US study indicates facial recognition is racist and sexist
Facial recognition technology has been implemented with great force in smartphones as a biometric security system. A technology that still has some deficiencies and is characterized by being somewhat racist. This technology has been implemented in China for control of society, originating the Hong Kong protests. But in the United States they have also published a study that indicates that it is racist and sexist.
This facial recognition technology seems to fail a lot depending on the gender or race of people. At least this indicates the study published by the National Institute of Technology and Standards of the United States (NIST for its acronym in English). But hey, coming from the United States is not a great novelty either.
- 5,8-inch Super Retina display (OLED) with HDR
- IP68 water and dust resistance (up to 2 meters deep for up to 30 minutes)
- 12 Mpx dual camera with dual optical image stabilization and 7 Mpx TrueDepth front camera: Portrait mode, Portrait Lighting, Depth Control and Smart HDR
- Face ID to securely authenticate and use Apple Pay
- A12 Bionic chip with next-generation Neural Engine
Easy recognition is racist and sexist according to US study
According to this study, a large part of the easy recognition algorithms misidentify the African American or Asian race. The error rate is up to 10 percent higher than for Caucasians.

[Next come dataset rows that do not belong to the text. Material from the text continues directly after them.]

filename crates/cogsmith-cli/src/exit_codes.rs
//! Standard exit codes for CLI operations
//!
//! These exit codes follow Unix conventions and sysexits.h where applicable.

/// General error - unspecified failure
pub const ERROR: i32 = 1;

/// Repository error - unknown, duplicate or unreadable repository
pub const REPO_ERROR: i32 = 2;

/// Git error - clone, reset or pull failed
pub const GIT_ERROR: i32 = 3;

/// Install error - cog, library or pip installation failed
pub const INSTALL_ERROR: i32 = 4;

/// IO error - file not found, permission denied, etc.
pub const IO_ERROR: i32 = 5;

/// Usage error - invalid arguments or options (following sysexits.h convention)
pub const USAGE_ERROR: i32 = 64;

/// Configuration error (following sysexits.h convention)
pub const CONFIG_ERROR: i32 = 78;
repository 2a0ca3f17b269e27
pub mod persistence;
pub mod settings;
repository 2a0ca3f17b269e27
use bibrec_common::Catalog;

use crate::domain::{AppState, repository::Repository, sources::SourceRegistry};

pub mod http;
pub mod persistence;
pub mod settings;

#[derive(Clone)]
pub struct AppStateImpl<R: Repository> {
    repository: R,
    catalog: &'static dyn Catalog,
    sources: &'static SourceRegistry,
}

impl<R: Repository> AppStateImpl<R> {
    pub fn new(
        repository: R,
        catalog: &'static dyn Catalog,
        sources: &'static SourceRegistry,
    ) -> Self {
        Self {
            repository,
            catalog,
            sources,
        }
    }
}

impl<R: Repository> AppState for AppStateImpl<R> {
    type R = R;

    fn repository(&self) -> &Self::R {
        &self.repository
    }

    fn catalog(&self) -> &'static dyn Catalog {
        self.catalog
    }

    fn sources(&self) -> &'static SourceRegistry {
        self.sources
    }
}
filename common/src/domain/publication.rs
use std::collections::BTreeMap;

use chrono::{DateTime, Utc};
use serde::{Deserialize, Serialize};
use serde_json::{Map, Value};

use crate::domain::identifiers::{NewIdentifier, PublicationIdentifier};
use crate::domain::{Catalog, PublicationId, VersionId};

/// Earliest and latest accepted publication year
pub const PUBYEAR_RANGE: std::ops::RangeInclusive<i32> = 1500..=2100;

/// Content fields that describe where a version came from rather than what it says.
/// They are not part of a review.
const IMPORT_METADATA_FIELDS: [&str; 3] = ["xml", "datasource", "sourceid"];

/// A logical bibliographic work.
///
/// Nothing is ever physically removed: `deleted_at` is a tombstone and every
/// read path ignores tombstoned publications.
#[derive(Debug, Clone, PartialEq, Serialize, Deserialize)]
pub struct Publication {
    pub id: PublicationId,
    /// `None` means draft
    pub published_at: Option<DateTime<Utc>>,
    pub deleted_at: Option<DateTime<Utc>>,
    pub current_version_id: VersionId,
    pub created_at: DateTime<Utc>,
    pub updated_at: DateTime<Utc>,
}

impl Publication {
    pub fn is_draft(&self) -> bool {
        self.published_at.is_none()
    }
}

/// Snapshot of the bibliographic fields of a publication.
#[derive(Debug, Clone, Default, PartialEq, Serialize, Deserialize)]
#[serde(default)]
pub struct VersionContent {
    pub title: String,
    pub alt_title: Option<String>,
    #[serde(rename = "abstract")]
    pub abstract_text: Option<String>,
    pub pubyear: Option<i32>,
    pub publication_type: Option<String>,
    pub publanguage: Option<String>,
    pub sourcetitle: Option<String>,
    pub sourcevolume: Option<String>,
    pub sourceissue: Option<String>,
    pub sourcepages: Option<String>,
    pub publisher: Option<String>,
    pub place: Option<String>,
    pub isbn: Option<String>,
    pub issn: Option<String>,
    pub keywords: Option<String>,
    pub url: Option<String>,
    /// Raw source XML this version was imported from
    pub xml: Option<String>,
    /// Tag of the external system that supplied `xml`
    pub datasource: Option<String>,
    /// Record id within the datasource
    pub sourceid: Option<String>,
}

impl VersionContent {
    /// All content fields keyed by their serialized name.
    pub fn fields(&self) -> Map<String, Value> {
        match serde_json::to_value(self) {
            Ok(Value::Object(map)) => map,
            _ => Map::new(),
        }
    }

    /// Returns the validation errors of this content, empty when valid.
    ///
    /// Drafts only need a title; published content must also carry a known
    /// publication type and every field that type requires.
    pub fn validate(&self, catalog: &dyn Catalog, published: bool) -> Vec<String> {
        let mut errors = Vec::new();

        if self.title.trim().is_empty() {
            errors.push("title: can't be blank".to_string());
        }

        if let Some(pubyear) = self.pubyear {
            if !PUBYEAR_RANGE.contains(&pubyear) {
                errors.push(format!(
                    "pubyear: must be between {} and {}",
                    PUBYEAR_RANGE.start(),
                    PUBYEAR_RANGE.end()
                ));
            }
        }

        let publication_type = match self.publication_type.as_deref() {
            Some(code) => match catalog.publication_type(code) {
                Some(publication_type) => Some(publication_type),
                None => {
                    errors.push(format!("publication_type: {} is not a known type", code));
                    None
                }
            },
            None => {
                if published {
                    errors.push("publication_type: can't be blank".to_string());
                }
                None
            }
        };

        if let (true, Some(publication_type)) = (published, publication_type) {
            let fields = self.fields();
            for required in &publication_type.required_fields {
                if is_blank(fields.get(required)) {
                    errors.push(format!("{}: can't be blank", required));
                }
            }
        }

        errors
    }
}

fn is_blank(value: Option<&Value>) -> bool {
    match value {
        None | Some(Value::Null) => true,
        Some(Value::String(text)) => text.trim().is_empty(),
        Some(_) => false,
    }
}

/// One snapshot of a publication's content. Immutable once superseded.
#[derive(Debug, Clone, PartialEq, Serialize, Deserialize)]
pub struct PublicationVersion {
    pub id: VersionId,
    pub publication_id: PublicationId,
    #[serde(flatten)]
    pub content: VersionContent,
    pub identifiers: Vec<PublicationIdentifier>,
    pub created_at: DateTime<Utc>,
    pub created_by: Option<String>,
    pub updated_at: DateTime<Utc>,
    pub updated_by: Option<String>,
}

/// Change of a single field between a reviewed and a current version
#[derive(Debug, Clone, PartialEq, Serialize)]
pub struct FieldChange {
    pub from: Value,
    pub to: Value,
}

impl PublicationVersion {
    /// Field-level changes from `reviewed` to `self`.
    ///
    /// Import metadata is ignored. Diffing a version against itself is always empty.
    pub fn review_diff(&self, reviewed: &PublicationVersion) -> BTreeMap<String, FieldChange> {
        let current = self.content.fields();
        let previous = reviewed.content.fields();

        let mut diff = BTreeMap::new();
        for key in current.keys().chain(previous.keys()) {
            if IMPORT_METADATA_FIELDS.contains(&key.as_str()) || diff.contains_key(key) {
                continue;
            }
            let to = current.get(key).cloned().unwrap_or(Value::Null);
            let from = previous.get(key).cloned().unwrap_or(Value::Null);
            if from != to {
                diff.insert(key.clone(), FieldChange { from, to });
            }
        }
        diff
    }
}

/// Data for a new publication with its initial version
#[derive(Debug, Clone, PartialEq)]
pub struct NewPublication {
    pub content: VersionContent,
    pub identifiers: Vec<NewIdentifier>,
    pub published_at: Option<DateTime<Utc>>,
    pub created_by: String,
}

/// Data for a version superseding the current one
#[derive(Debug, Clone, PartialEq)]
pub struct NewVersion {
    pub content: VersionContent,
    pub identifiers: Vec<NewIdentifier>,
    pub updated_by: String,
}

#[cfg(test)]
mod tests {
    use super::*;
    use crate::test_utils::make_catalog;

    fn version(id: i64, content: VersionContent) -> PublicationVersion {
        PublicationVersion {
            id: VersionId(id),
            publication_id: PublicationId(1),
            content,
            identifiers: Vec::new(),
            created_at: Utc::now(),
            created_by: Some("editor".to_string()),
            updated_at: Utc::now(),
            updated_by: Some("editor".to_string()),
        }
    }

    fn content(title: &str) -> VersionContent {
        VersionContent {
            title: title.to_string(),
            pubyear: Some(2015),
            ..Default::default()
        }
    }

    #[test]
    fn diff_against_itself_is_empty() {
        let version = version(1, content("Ocean acidification"));
        assert!(version.review_diff(&version).is_empty());
    }

    #[test]
    fn diff_reports_from_and_to() {
        let reviewed = version(1, content("Ocean acidification"));
        let current = version(2, content("Ocean acidification revisited"));

        let diff = current.review_diff(&reviewed);

        assert_eq!(diff.len(), 1);
        assert_eq!(diff["title"].from, Value::from("Ocean acidification"));
        assert_eq!(diff["title"].to, Value::from("Ocean acidification revisited"));
    }

    #[test]
    fn diff_has_same_fields_in_both_directions() {
        let mut other = content("B");
        other.sourcetitle = Some("Nature".to_string());
        let a = version(1, content("A"));
        let b = version(2, other);

        let forward = a.review_diff(&b);
        let backward = b.review_diff(&a);

        assert_eq!(
            forward.keys().collect::<Vec<_>>(),
            backward.keys().collect::<Vec<_>>()
        );
    }

    #[test]
    fn diff_ignores_import_metadata() {
        let reviewed = version(1, content("A"));
        let mut imported = content("A");
        imported.xml = Some("<record/>".to_string());
        imported.datasource = Some("pubmed".to_string());
        let current = version(2, imported);

        assert!(current.review_diff(&reviewed).is_empty());
    }

    #[test]
    fn draft_needs_only_a_title() {
        let catalog = make_catalog();
        assert!(content("A").validate(catalog, false).is_empty());
        assert_eq!(content(" ").validate(catalog, false), vec!["title: can't be blank"]);
    }

    #[test]
    fn pubyear_out_of_range_is_rejected() {
        let catalog = make_catalog();
        let mut content = content("A");
        content.pubyear = Some(1200);
        assert_eq!(content.validate(catalog, false).len(), 1);
    }

    #[test]
    fn published_content_needs_required_fields_of_its_type() {
        let catalog = make_catalog();
        let mut content = content("A");
        content.publication_type = Some("publication_journal-article".to_string());

        let errors = content.validate(catalog, true);

        assert_eq!(errors, vec!["sourcetitle: can't be blank"]);
    }

    #[test]
    fn unknown_type_is_rejected() {
        let catalog = make_catalog();
        let mut content = content("A");
        content.publication_type = Some("poem".to_string());
        assert_eq!(content.validate(catalog, false).len(), 1);
    }
}
pub mod catalog;
pub mod database;
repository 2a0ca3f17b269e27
use sqlx::{Postgres, postgres::PgArguments, query::Query};

use crate::infrastructure::persistence::schema::{Column, Table};

/// Builder for the SELECT statements of the repository
#[derive(Debug, Clone)]
pub struct QueryBuilder<'a> {
    from_table: Table<'a>,
    select: Vec<Column>,
    where_conditions: Vec<Condition>,
    order_by: Vec<OrderBy>,
    limit: Option<i64>,
}

/// A where condition that will be AND'ed together
#[derive(Debug, Clone)]
pub enum Condition {
    /// field = value
    Equals { column: Column, value: SqlParameter },

    /// field = ANY(values)
    In { column: Column, values: Vec<i64> },

    /// field IS NULL
    IsNull { column: Column },
}

#[derive(Debug, Clone, Copy)]
pub struct OrderBy {
    pub column: Column,
    pub direction: SortDirection,
}

#[derive(Debug, Clone, Copy)]
pub enum SortDirection {
    Ascending,
    Descending,
}

impl<'a> From<Table<'a>> for QueryBuilder<'a> {
    fn from(value: Table<'a>) -> Self {
        QueryBuilder {
            from_table: value,
            select: vec![],
            where_conditions: vec![],
            order_by: vec![],
            limit: None,
        }
    }
}

impl<'a> QueryBuilder<'a> {
    /// Select specified columns
    pub fn select(mut self, columns: Vec<Column>) -> Self {
        self.select = columns;
        self
    }

    /// Add where condition
    pub fn where_condition(mut self, condition: Condition) -> Self {
        self.where_conditions.push(condition);
        self
    }

    pub fn order_by(mut self, column: Column, direction: SortDirection) -> Self {
        self.order_by.push(OrderBy { column, direction });
        self
    }

    pub fn limit(mut self, limit: i64) -> Self {
        self.limit = Some(limit);
        self
    }

    /// Build the SQL query string
    pub fn build(self) -> (String, Vec<SqlParameter>) {
        let mut sql = String::new();
        let mut params = Vec::new();
        let mut param_counter = 1;

        // SELECT clause
        sql.push_str("SELECT ");
        let columns = self
            .select
            .iter()
            .map(|c| c.qualified())
            .collect::<Vec<_>>();
        sql.push_str(&columns.join(", "));

        // FROM clause
        sql.push_str(&format!("\nFROM {}", self.from_table.qualified()));

        // WHERE clause
        if !self.where_conditions.is_empty() {
            let conditions = self
                .where_conditions
                .into_iter()
                .map(|condition| {
                    let (condition_sql, condition_params) = condition.into_sql(&mut param_counter);
                    params.extend(condition_params);
                    condition_sql
                })
                .collect::<Vec<_>>();
            sql.push_str("\nWHERE ");
            sql.push_str(&conditions.join(" AND "));
        }

        // ORDER BY clause
        if !self.order_by.is_empty() {
            let order_clauses = self
                .order_by
                .iter()
                .map(|ob| {
                    let direction = match ob.direction {
                        SortDirection::Ascending => "ASC",
                        SortDirection::Descending => "DESC",
                    };
                    format!("{} {}", ob.column.qualified(), direction)
                })
                .collect::<Vec<_>>();
            sql.push_str("\nORDER BY ");
            sql.push_str(&order_clauses.join(", "));
        }

        // LIMIT clause
        if let Some(limit) = self.limit {
            sql.push_str(&format!("\nLIMIT {}", limit));
        }

        (sql, params)
    }
}

impl Condition {
    pub fn equals(column: Column, value: impl Into<SqlParameter>) -> Self {
        Condition::Equals {
            column,
            value: value.into(),
        }
    }

    fn into_sql(self, param_counter: &mut usize) -> (String, Vec<SqlParameter>) {
        match self {
            Condition::Equals { column, value } => {
                let sql = format!("{} = ${}", column.qualified(), param_counter);
                *param_counter += 1;
                (sql, vec![value])
            }

            Condition::In { column, values } => {
                let sql = format!("{} = ANY(${})", column.qualified(), param_counter);
                *param_counter += 1;
                (sql, vec![SqlParameter::IntegerArray(values)])
            }

            Condition::IsNull { column } => (format!("{} IS NULL", column.qualified()), vec![]),
        }
    }
}

// SQL parameter that will be bound to query
#[derive(Debug, Clone, PartialEq)]
pub enum SqlParameter {
    Integer(i64),
    IntegerArray(Vec<i64>),
}

impl From<i64> for SqlParameter {
    fn from(value: i64) -> Self {
        SqlParameter::Integer(value)
    }
}

impl SqlParameter {
    /// Bind to sqlx query
    pub fn bind_to_query<'q>(
        self,
        query: Query<'q, Postgres, PgArguments>,
    ) -> Query<'q, Postgres, PgArguments> {
        match self {
            SqlParameter::Integer(i) => query.bind(i),
            SqlParameter::IntegerArray(values) => query.bind(values),
        }
    }
}

#[cfg(test)]
mod tests {
    use super::*;

    #[test]
    fn test_simple_select() {
        let table = Table::new("bibrec", "publications", "p");
        let (sql, params) = QueryBuilder::from(table)
            .select(table.columns(&["id", "current_version_id"]))
            .where_condition(Condition::equals(table.column("id"), 7))
            .where_condition(Condition::IsNull {
                column: table.column("deleted_at"),
            })
            .build();

        assert!(sql.starts_with("SELECT \"p\".\"id\", \"p\".\"current_version_id\"\nFROM \"bibrec\".\"publications\" AS \"p\""));
        assert!(sql.contains("WHERE \"p\".\"id\" = $1 AND \"p\".\"deleted_at\" IS NULL"));
        assert_eq!(params, vec![SqlParameter::Integer(7)]);
    }

    #[test]
    fn test_any_and_order() {
        let table = Table::new("bibrec", "departments", "d");
        let (sql, params) = QueryBuilder::from(table)
            .select(vec![table.column("id")])
            .where_condition(Condition::In {
                column: table.column("id"),
                values: vec![3, 1],
            })
            .where_condition(Condition::equals(table.column("start_year"), 1990))
            .order_by(table.column("id"), SortDirection::Descending)
            .limit(10)
            .build();

        assert!(sql.contains("WHERE \"d\".\"id\" = ANY($1) AND \"d\".\"start_year\" = $2"));
        assert!(sql.ends_with("ORDER BY \"d\".\"id\" DESC\nLIMIT 10"));
        assert_eq!(params.len(), 2);
    }
}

But it is also that the NIST study adds that the error rate increases if we add the sex of the people. This report also highlights that identification is highly erroneous on the faces of African American and Asian women.
NIST has analyzed no less than 189 algorithms for easy recognition created by a total of 99 different developers. The study has excluded algorithms from large companies like Amazon. The reason these algorithms have not been analyzed is that they have been prevented from exploring their easy recognition algorithms.
Although revealing, it is not something we did not know in advance with facial recognition. There have been cases of smartphone unlocking by family and friends. Obviously, this technology is still a bit green and a lot of development is still missing.